**AIM OF THE EXERCISE**
Please copy every line of the data in which the string "Channel" appears.

Records from a dataset:
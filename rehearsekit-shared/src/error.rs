//! Error types for the RehearseKit client

use thiserror::Error;

pub type Result<T> = std::result::Result<T, RehearseError>;

#[derive(Error, Debug)]
pub enum RehearseError {
    #[error("Authentication error: {0}")]
    Auth(String),

    #[error("Credential rejected by server")]
    Unauthorized,

    #[error("Unexpected HTTP status: {0}")]
    HttpStatus(u16),

    #[error("Network error: {0}")]
    Network(#[from] reqwest::Error),

    #[error("IO error: {0}")]
    Io(#[from] std::io::Error),

    #[error("JSON error: {0}")]
    Json(#[from] serde_json::Error),

    #[error("URL parse error: {0}")]
    UrlParse(#[from] url::ParseError),

    #[error("Configuration error: {0}")]
    Config(String),

    #[error("Credential storage error: {0}")]
    Storage(String),

    #[error("Malformed payload: {0}")]
    MalformedPayload(String),

    #[error("Channel error: {0}")]
    Channel(String),
}

impl RehearseError {
    /// Whether the server rejected the credential itself (as opposed to a transport failure)
    pub fn is_unauthorized(&self) -> bool {
        matches!(self, RehearseError::Unauthorized)
    }
}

**RESPONSE TO THE TASK**
    #[error("Channel error: {0}")]
    Channel(String),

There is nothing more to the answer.